The CMS has implemented three key pay-for-performance programs to drive QI in hospitals, known as the Hospital Value-Based Purchasing (HVBP) program, the Hospital Readmissions Reduction Program (HRRP), and the Hospital-Acquired Conditions (HAC) reduction program. These programs apply to acute care hospitals and do not affect critical access hospitals. The quality measures included in these programs are a subset of the (currently 55) measures required by the IQR pay-for-reporting program.

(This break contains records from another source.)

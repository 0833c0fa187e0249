// Copyright 2022 Toolchain Labs, Inc. All rights reserved.
// Licensed under the Apache License, Version 2.0 (see LICENSE).

use std::env;
use std::future::Future;
use std::path::{Path, PathBuf};
use std::pin::Pin;
use std::time::Duration;

use bytes::Bytes;
use futures::task::{noop_waker, Context};
use protos::build::bazel::remote::execution::v2::{
    batch_read_blobs_response, batch_update_blobs_request, batch_update_blobs_response,
    content_addressable_storage_client::ContentAddressableStorageClient, BatchReadBlobsRequest,
    BatchReadBlobsResponse, BatchUpdateBlobsRequest, BatchUpdateBlobsResponse,
    FindMissingBlobsRequest,
};
use regex::bytes::Regex;
use storage::Digest;
use tokio::io::{AsyncRead, AsyncReadExt, AsyncWrite, AsyncWriteExt};
use tokio::process::Child;
use tokio::sync::oneshot::Sender;
use tonic::transport::{Channel, Endpoint};

/// Retrieve the output directory for this crate.
// Adapted from https://github.com/rust-lang/cargo/blob/485670b3983b52289a2f353d589c57fae2f60f82/tests/testsuite/support/mod.rs#L507
pub fn target_dir() -> PathBuf {
    env::var_os("CARGO_BIN_PATH")
        .map(PathBuf::from)
        .or_else(|| {
            env::current_exe().ok().map(|mut path| {
                path.pop();
                if path.ends_with("deps") {
                    path.pop();
                }
                path
            })
        })
        .unwrap_or_else(|| panic!("CARGO_BIN_PATH wasn't set. Cannot continue running test"))
}

/// Create a Tonic `Endpoint` from a string containing a schema and IP address/name.
pub fn create_endpoint(addr: &str) -> Result<Endpoint, String> {
    let uri =
        tonic::transport::Uri::try_from(addr).map_err(|err| format!("invalid address: {err}"))?;
    let endpoint = Channel::builder(uri);
    Ok(endpoint)
}

/// Signal the given oneshot channel when a string is found in the given output stream,
/// then drain the output until close to ensure all output is read.
pub async fn scan_for_string_then_drain<R, W>(
    mut reader: R,
    re: Regex,
    sender: Sender<()>,
    mut output_copy: W,
    name: &str,
) where
    R: AsyncRead + Unpin,
    W: AsyncWrite + Unpin,
{
    log::debug!("scan_for_string_then_drain ({}): started", name);

    // Read continually from the pipe until we see Redis boot message.
    let mut buffer = Vec::with_capacity(4096);
    loop {
        let mut read_buf = vec![0; 512];
        match reader.read(&mut read_buf[..]).await {
            Ok(n) if n == 0 => {
                log::error!(
                    "scan_for_string_then_drain ({}): EOF while waiting for expected output",
                    name
                );
                return;
            }
            Ok(n) => {
                log::debug!(
                    "scan_for_string_then_drain ({}): received {} bytes while waiting for string",
                    name,
                    n
                );
                buffer.extend_from_slice(&read_buf[0..n]);
                output_copy.write_all(&read_buf[0..n]).await.unwrap();
                if re.find(&buffer).is_some() {
                    let _ = sender.send(());
                    break;
                }
            }
            Err(err) => {
                log::error!(
                    "scan_for_string_then_drain ({}): failed while waiting for expected output: {}",
                    name,
                    err
                );
                return;
            }
        }
    }
    drop(buffer);

    // Then just drain the output until close.
    loop {
        let mut read_buf = vec![0; 512];
        match reader.read(&mut read_buf[0..]).await {
            Ok(n) if n == 0 => break,
            Ok(n) => {
                output_copy.write_all(&read_buf[0..n]).await.unwrap();
            }
            Err(_) => break,
        }
    }
}

pub async fn drain_to_file<R, W>(mut reader: R, mut writer: W)
where
    R: AsyncRead + Unpin,
    W: AsyncWrite + Unpin,
{
    // Then just drain the output until close.
    loop {
        let mut read_buf = vec![0; 512];
        match reader.read(&mut read_buf[0..]).await {
            Ok(n) if n == 0 => break,
            Ok(n) => {
                writer.write_all(&read_buf[0..n]).await.unwrap();
            }
            Err(_) => break,
        }
    }
}

/// Tokio does not support sending an arbitrary signal (e.g., SIGTERM) to a child process
/// and only uses SIGKILL to terminate a process. This helper is necessary so that SIGTERM
/// can first be sent to the subprocess to give it a chance to exit gracefully..
pub async fn terminate_gracefully(child: &mut Child) {
    // First, send SIGTERM to the subprocess to give it the opportunity to exit gracefully.
    unsafe { libc::kill(child.id().expect("pid") as i32, libc::SIGTERM) };

    // Now wait for the child to exit. If it does not exit gracefully, then send a SIGKILL.
    if let Err(_) = tokio::time::timeout(Duration::from_secs(2), child.wait()).await {
        let _ = child.kill().await;
    }
}

/// Dump the specified file to the console.
pub async fn dump_file(path: impl AsRef<Path>) {
    let contents = tokio::fs::read(path.as_ref()).await.unwrap();
    log::error!(
        "Contents of `{:?}`: {}",
        path.as_ref(),
        String::from_utf8_lossy(&contents)
    )
}

/// A drop guards that will gracefully terminate child processes and also dump an output
/// file if the drop is due to a panic (e.g., a failed test).
pub struct ProcessTerminationGuard(pub Option<Child>, pub Vec<PathBuf>);

impl Drop for ProcessTerminationGuard {
    fn drop(&mut self) {
        let mut child = self.0.take().unwrap();
        let paths = self.1.clone();
        let is_panicking = std::thread::panicking();

        let future = tokio::spawn(async move {
            terminate_gracefully(&mut child).await;
            if is_panicking {
                for path in paths {
                    dump_file(path).await;
                }
            }
        });
        tokio::pin!(future);

        // Spin until the future completes. This is super-hacky but becomes necessary because
        // Tokio no longer exposes a `block_on` method on the `Handle` that would be accessible.
        // It is only exposed on `Runtime` which is no longer accessible here.
        let waker = noop_waker();
        let mut context = Context::from_waker(&waker);
        while Pin::new(&mut future).poll(&mut context).is_pending() {}
    }
}

pub async fn run_integration_test(uri: &str) {
    let content = Bytes::from_static(b"foobar");
    let digest = Digest::of_bytes(&content).unwrap();

    let endpoint = create_endpoint(uri).unwrap();
    let channel = Channel::balance_list(vec![endpoint].into_iter());
    let mut cas_client = ContentAddressableStorageClient::new(channel);
    let instance_name = "main".to_owned();

    // Verify that the digest is missing.
    let request = FindMissingBlobsRequest {
        instance_name: instance_name.clone(),
        blob_digests: vec![digest.into()],
    };
    let response = tokio::time::timeout(
        Duration::from_secs(2),
        cas_client.find_missing_blobs(request),
    )
    .await
    .unwrap()
    .unwrap();
    assert_eq!(
        response.into_inner().missing_blob_digests,
        vec![digest.into()]
    );

    // Write the blob to the storage.
    let request = BatchUpdateBlobsRequest {
        instance_name: instance_name.clone(),
        requests: vec![batch_update_blobs_request::Request {
            digest: Some(digest.into()),
            data: content.clone(),
        }],
    };
    let response = tokio::time::timeout(
        Duration::from_secs(2),
        cas_client.batch_update_blobs(request),
    )
    .await
    .unwrap()
    .unwrap()
    .into_inner();
    assert_eq!(
        response,
        BatchUpdateBlobsResponse {
            responses: vec![batch_update_blobs_response::Response {
                digest: Some(digest.into()),
                status: Some(protos::google::rpc::Status {
                    code: protos::google::rpc::Code::Ok as i32,
                    ..protos::google::rpc::Status::default()
                })
            }]
        }
    );

    // Verify that the digest is now present.
    let request = FindMissingBlobsRequest {
        instance_name: instance_name.clone(),
        blob_digests: vec![digest.into()],
    };
    let response = tokio::time::timeout(
        Duration::from_secs(2),
        cas_client.find_missing_blobs(request),
    )
    .await
    .unwrap()
    .unwrap();
    assert!(response.into_inner().missing_blob_digests.is_empty());

    // Read the digest back from the storage and verify its contents.
    let request = BatchReadBlobsRequest {
        instance_name,
        digests: vec![digest.into()],
    };
    let response =
        tokio::time::timeout(Duration::from_secs(2), cas_client.batch_read_blobs(request))
            .await
            .unwrap()
            .unwrap()
            .into_inner();
    assert_eq!(
        response,
        BatchReadBlobsResponse {
            responses: vec![batch_read_blobs_response::Response {
                digest: Some(digest.into()),
                data: content,
                status: Some(protos::google::rpc::Status {
                    code: protos::google::rpc::Code::Ok as i32,
                    ..protos::google::rpc::Status::default()
                }),
            }]
        }
    );
}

The HVBP program is designed to reward hospitals that perform well on a set of quality measures, compared with all other reporting hospitals, and that improve over time, compared with their own baseline data. Hospitals that don't meet the CMS national benchmark (being equal to the mean of the top decile for each measure) or that don't improve over time are penalized. Because the program is “budget neutral,” no Medicare funds beyond those already budgeted are spent. Every year the CMS withholds a percentage of each hospital's Medicare payment until the performance data have been submitted and evaluated. The CMS determines the total amount of a hospital's Medicare payment according to the diagnosis-related group (DRG) classification system. Payments for treatments in each DRG—the base operating DRG payment—are standardized across U.S. hospitals, with some variation for geographic location and other factors. In fiscal year 2013, the first year of the program, 1% of base payments were withheld; in fiscal year 2014, 1.25% were withheld. The withheld amount increases by 0.25% each year until it reaches a maximum of 2% in 2017.

The HVBP program uses payment incentives to reward top-performing hospitals that provide high-quality care; poor quality of care results in financial penalties. The dollars withheld are redistributed to hospitals based on their total performance scores on all measures as compared with all other hospitals. Any withheld amount can be earned back, depending on a hospital's performance, and the best performers may earn back a greater percentage than was withheld for the year, while poor performers may be penalized up to the entire 1%. Each year, new measures may be added to the HVBP program and others deleted. More detailed information on the program will be included in upcoming columns.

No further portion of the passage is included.